In the open-label extension of a phase 2 clinical trial (NCT02975349), participants with multiple sclerosis (MS) treated with the investigational Bruton tyrosine kinase inhibitor evobrutinib (EMD Serono, Rockland, MA) continued to have a low annualized relapse rate (ARR). For individuals treated with 75 mg evobrutinib twice daily in the double-blind period of the study, the ARR was 0.12 (95% CI: 0.07-0.20) over 132 weeks of treatment, similar to what is seen with available, highly efficacious MS treatments. Across all groups of participants, the mean ARR value was reduced upon switching to a dose of 75 mg evobrutinib twice daily.
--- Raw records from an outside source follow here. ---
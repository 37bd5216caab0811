//! VibeMQ Connect - MQTT v3.1.1 CONNECT packet codec
//!
//! Decodes, validates and encodes the CONNECT packet body (variable header and
//! payload), with typed connect flags, phase-tagged errors, an optional fixed
//! header wrapper and the connection policy a session supervisor applies to
//! an accepted packet.

pub mod codec;
pub mod config;
pub mod policy;
pub mod protocol;

pub use codec::{decode_framed, encode_framed, FrameError};
pub use config::Config;
pub use policy::{ConnectPolicy, ConnectReturnCode, Rejection, SessionParams};
pub use protocol::{
    ConnectBuilder, ConnectError, ConnectFields, ConnectFlags, ConnectPacket, ErrorKind, Phase,
    ProtocolVersion, QoS,
};
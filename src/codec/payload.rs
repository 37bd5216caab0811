//! CONNECT payload
//!
//! Client identifier, then will topic and will message, username and
//! password, each present only when the matching flag is set. The flags must
//! be known before the payload can be read.

use bytes::{Bytes, BytesMut};

use super::{binary_len, to_bytes, write_binary, Reader};
use crate::protocol::{ConnectError, ConnectFlags, ErrorKind};

/// Payload fields, each a raw length-prefixed byte string
#[derive(Debug, Clone, PartialEq, Eq, Default)]
pub struct Payload {
    pub client_id: Bytes,
    pub will_topic: Option<Bytes>,
    pub will_message: Option<Bytes>,
    pub username: Option<Bytes>,
    pub password: Option<Bytes>,
}

impl Payload {
    /// Decode a payload that extends to the end of `buf`
    pub fn decode(buf: &[u8], flags: &ConnectFlags) -> Result<Self, ConnectError> {
        let mut reader = Reader::new(buf);
        Self::read(&mut reader, flags)
    }

    pub(crate) fn read(reader: &mut Reader<'_>, flags: &ConnectFlags) -> Result<Self, ConnectError> {
        // [MQTT-3.1.2-22] checked up front, whatever the payload holds
        if flags.password && !flags.username {
            return Err(ConnectError::payload(ErrorKind::PasswordWithoutUsername));
        }

        let client_id = read_field(reader, ErrorKind::MissingClientId)?;

        let (will_topic, will_message) = if flags.will {
            let topic = read_field(reader, ErrorKind::MissingWillPayload)?;
            let message = read_field(reader, ErrorKind::MissingWillPayload)?;
            (Some(topic), Some(message))
        } else {
            (None, None)
        };

        let username = if flags.username {
            Some(read_field(reader, ErrorKind::MissingUsername)?)
        } else {
            None
        };

        let password = if flags.password {
            Some(read_field(reader, ErrorKind::MissingPassword)?)
        } else {
            None
        };

        let leftover = reader.remaining();
        if leftover > 0 {
            return Err(ConnectError::payload(unexpected_after(flags, leftover)));
        }

        Ok(Self {
            client_id,
            will_topic,
            will_message,
            username,
            password,
        })
    }

    /// Encode the fields implied by `flags`
    ///
    /// Fails without writing anything if the present fields disagree with the flags.
    pub fn encode(&self, flags: &ConnectFlags, buf: &mut BytesMut) -> Result<(), ConnectError> {
        self.check_presence(flags).map_err(ConnectError::payload)?;

        let mut out = BytesMut::with_capacity(self.encoded_len());
        let fields = [
            Some(&self.client_id),
            self.will_topic.as_ref(),
            self.will_message.as_ref(),
            self.username.as_ref(),
            self.password.as_ref(),
        ];
        for field in fields.into_iter().flatten() {
            write_binary(&mut out, field).map_err(ConnectError::payload)?;
        }

        buf.extend_from_slice(&out);
        Ok(())
    }

    /// Number of bytes `encode` writes
    pub fn encoded_len(&self) -> usize {
        binary_len(&self.client_id)
            + self.will_topic.as_deref().map_or(0, binary_len)
            + self.will_message.as_deref().map_or(0, binary_len)
            + self.username.as_deref().map_or(0, binary_len)
            + self.password.as_deref().map_or(0, binary_len)
    }

    /// Check that exactly the fields implied by `flags` are present
    pub fn check_presence(&self, flags: &ConnectFlags) -> Result<(), ErrorKind> {
        if flags.password && !flags.username {
            return Err(ErrorKind::PasswordWithoutUsername);
        }

        let will_present = self.will_topic.is_some() || self.will_message.is_some();
        if flags.will && (self.will_topic.is_none() || self.will_message.is_none()) {
            return Err(ErrorKind::MissingWillPayload);
        }
        if !flags.will && will_present {
            return Err(ErrorKind::UnexpectedWillPayload);
        }

        match (flags.username, self.username.is_some()) {
            (true, false) => return Err(ErrorKind::MissingUsername),
            (false, true) => return Err(ErrorKind::UnexpectedUsername),
            _ => {}
        }

        match (flags.password, self.password.is_some()) {
            (true, false) => return Err(ErrorKind::MissingPassword),
            (false, true) => return Err(ErrorKind::UnexpectedPassword),
            _ => {}
        }

        Ok(())
    }
}

fn read_field(reader: &mut Reader<'_>, missing: ErrorKind) -> Result<Bytes, ConnectError> {
    if reader.remaining() == 0 {
        return Err(ConnectError::payload(missing));
    }
    let data = reader.read_binary().map_err(ConnectError::payload)?;
    Ok(to_bytes(data))
}

/// Classify bytes found after the last field the flags asked for.
///
/// They occupy the first flag-clear slot after the last field that was read.
fn unexpected_after(flags: &ConnectFlags, leftover: usize) -> ErrorKind {
    if flags.password {
        ErrorKind::TrailingData(leftover)
    } else if flags.username {
        ErrorKind::UnexpectedPassword
    } else if flags.will {
        ErrorKind::UnexpectedUsername
    } else {
        ErrorKind::UnexpectedWillPayload
    }
}

#[cfg(test)]
mod tests {
    use super::*;
    use crate::protocol::Phase;
    use pretty_assertions::assert_eq;
    use test_case::test_case;

    fn flags(will: bool, username: bool, password: bool) -> ConnectFlags {
        ConnectFlags {
            clean_session: true,
            will,
            username,
            password,
            ..Default::default()
        }
    }

    fn full_payload() -> Payload {
        Payload {
            client_id: Bytes::from_static(b"dev-1"),
            will_topic: Some(Bytes::from_static(b"dev/1/status")),
            will_message: Some(Bytes::from_static(b"offline")),
            username: Some(Bytes::from_static(b"alice")),
            password: Some(Bytes::from_static(b"s3cret")),
        }
    }

    #[test]
    fn test_field_order() {
        let mut buf = BytesMut::new();
        full_payload()
            .encode(&flags(true, true, true), &mut buf)
            .unwrap();

        let mut expected = Vec::new();
        let fields: [&[u8]; 5] = [b"dev-1", b"dev/1/status", b"offline", b"alice", b"s3cret"];
        for field in fields {
            expected.extend_from_slice(&(field.len() as u16).to_be_bytes());
            expected.extend_from_slice(field);
        }
        assert_eq!(&buf[..], &expected[..]);
        assert_eq!(full_payload().encoded_len(), expected.len());

        let decoded = Payload::decode(&buf, &flags(true, true, true)).unwrap();
        assert_eq!(decoded, full_payload());
    }

    #[test]
    fn test_empty_client_id_allowed() {
        let decoded = Payload::decode(&[0x00, 0x00], &flags(false, false, false)).unwrap();
        assert!(decoded.client_id.is_empty());
    }

    #[test]
    fn test_client_id_not_utf8_checked() {
        let decoded = Payload::decode(&[0x00, 0x02, 0xFF, 0xFE], &flags(false, false, false)).unwrap();
        assert_eq!(&decoded.client_id[..], &[0xFF, 0xFE]);
    }

    #[test_case(&[], ErrorKind::MissingClientId ; "empty payload")]
    #[test_case(&[0x00], ErrorKind::MalformedString ; "half a length prefix")]
    #[test_case(&[0x00, 0x05, b'd', b'e'], ErrorKind::MalformedString ; "length overrun")]
    fn test_client_id_errors(bytes: &[u8], kind: ErrorKind) {
        let err = Payload::decode(bytes, &flags(false, false, false)).unwrap_err();
        assert_eq!(err, ConnectError::payload(kind));
    }

    #[test]
    fn test_missing_will_message() {
        // client id + will topic only
        let bytes = [0x00, 0x01, b'c', 0x00, 0x01, b't'];
        let err = Payload::decode(&bytes, &flags(true, false, false)).unwrap_err();
        assert_eq!(err.kind(), ErrorKind::MissingWillPayload);
    }

    #[test]
    fn test_missing_username() {
        let bytes = [0x00, 0x01, b'c'];
        let err = Payload::decode(&bytes, &flags(false, true, false)).unwrap_err();
        assert_eq!(err.kind(), ErrorKind::MissingUsername);
    }

    #[test]
    fn test_missing_password() {
        let bytes = [0x00, 0x01, b'c', 0x00, 0x01, b'u'];
        let err = Payload::decode(&bytes, &flags(false, true, true)).unwrap_err();
        assert_eq!(err.kind(), ErrorKind::MissingPassword);
    }

    #[test]
    fn test_password_without_username_ignores_content() {
        let cases: [&[u8]; 3] = [&[], &[0x00, 0x01, b'c'], &[0x00, 0x01, b'c', 0x00, 0x01, b'p']];
        for bytes in cases {
            let err = Payload::decode(bytes, &flags(false, false, true)).unwrap_err();
            assert_eq!(err.kind(), ErrorKind::PasswordWithoutUsername);
            assert_eq!(err.phase(), Phase::Payload);
        }
    }

    #[test_case(false, false, false, ErrorKind::UnexpectedWillPayload ; "after client id")]
    #[test_case(true, false, false, ErrorKind::UnexpectedUsername ; "after will")]
    #[test_case(false, true, false, ErrorKind::UnexpectedPassword ; "after username")]
    #[test_case(true, true, true, ErrorKind::TrailingData(3) ; "after password")]
    fn test_leftover_bytes(will: bool, username: bool, password: bool, kind: ErrorKind) {
        let flags = flags(will, username, password);
        let mut payload = full_payload();
        if !will {
            payload.will_topic = None;
            payload.will_message = None;
        }
        if !username {
            payload.username = None;
        }
        if !password {
            payload.password = None;
        }
        let mut buf = BytesMut::new();
        payload.encode(&flags, &mut buf).unwrap();
        buf.extend_from_slice(&[0x00, 0x01, b'x']);

        let err = Payload::decode(&buf, &flags).unwrap_err();
        assert_eq!(err.kind(), kind);
    }

    #[test]
    fn test_encode_rejects_unexpected_will() {
        let mut payload = full_payload();
        payload.username = None;
        payload.password = None;
        let mut buf = BytesMut::new();
        let err = payload
            .encode(&flags(false, false, false), &mut buf)
            .unwrap_err();
        assert_eq!(err, ConnectError::payload(ErrorKind::UnexpectedWillPayload));
        assert!(buf.is_empty());
    }

    #[test]
    fn test_encode_rejects_half_will() {
        let mut payload = full_payload();
        payload.will_message = None;
        let err = payload
            .encode(&flags(true, true, true), &mut BytesMut::new())
            .unwrap_err();
        assert_eq!(err.kind(), ErrorKind::MissingWillPayload);
    }

    #[test]
    fn test_encode_credentials_mismatch() {
        let payload = full_payload();
        let err = payload
            .check_presence(&flags(true, false, false))
            .unwrap_err();
        assert_eq!(err, ErrorKind::UnexpectedUsername);

        let err = payload.check_presence(&flags(true, true, false)).unwrap_err();
        assert_eq!(err, ErrorKind::UnexpectedPassword);

        let mut payload = full_payload();
        payload.password = None;
        let err = payload.check_presence(&flags(true, true, true)).unwrap_err();
        assert_eq!(err, ErrorKind::MissingPassword);
    }

    #[test]
    fn test_encode_string_too_long() {
        let payload = Payload {
            client_id: Bytes::from(vec![b'a'; 65_536]),
            ..Default::default()
        };
        let mut buf = BytesMut::new();
        let err = payload
            .encode(&flags(false, false, false), &mut buf)
            .unwrap_err();
        assert_eq!(err.kind(), ErrorKind::StringTooLong);
        assert!(buf.is_empty());
    }
}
Participants also had no increase in disability as Expanded Disability Status Scale (EDSS) scores remained stable with a mean of mean of 3.28 at week 144 vs 3.27 at baseline.

There were no increases in abnormal liver function test results, either with increased doses or prolonged use of evobrutinib. The majority of participants had normal IgG levels at week 132, and in those with low CD19+ B-cell counts (<107 cells/mcL), no associated infections were observed. Frequency of severe (Grade ≥3) infections was low at 4.2%, although 3 of these individuals had fatal infections (2 COVID-19 pneumonia, 1 E. coli sepsis) that were considered not to be treatment related.

The most common treatment-emergent adverse events were nasopharyngitis (11.3%), increased lipase levels (11.3%), headache (8.0%), upper respiratory tract infections (5.6%) and urinary tract infections (6.1%). 

Davorka L. Tomic, DVM, PhD, VP and Head of Global Clinical Development, Neurology at Merck KGaA, Darmstadt, Germany said, "These long-term data from the patients who participated in the evobrutinib phase 2 MS study indicate that evobrutinib, if approved as a treatment for MS, has a potential to become a promising and convenient-to-take oral treatment option with a positive benefit-risk profile, which we expect to be further confirmed by the data of the ongoing phase 3 trials.” 

These data were presented at the American Academy of Neurology meeting April 2022 and at the Consortium of Multiple Sclerosis Centers in June 2022.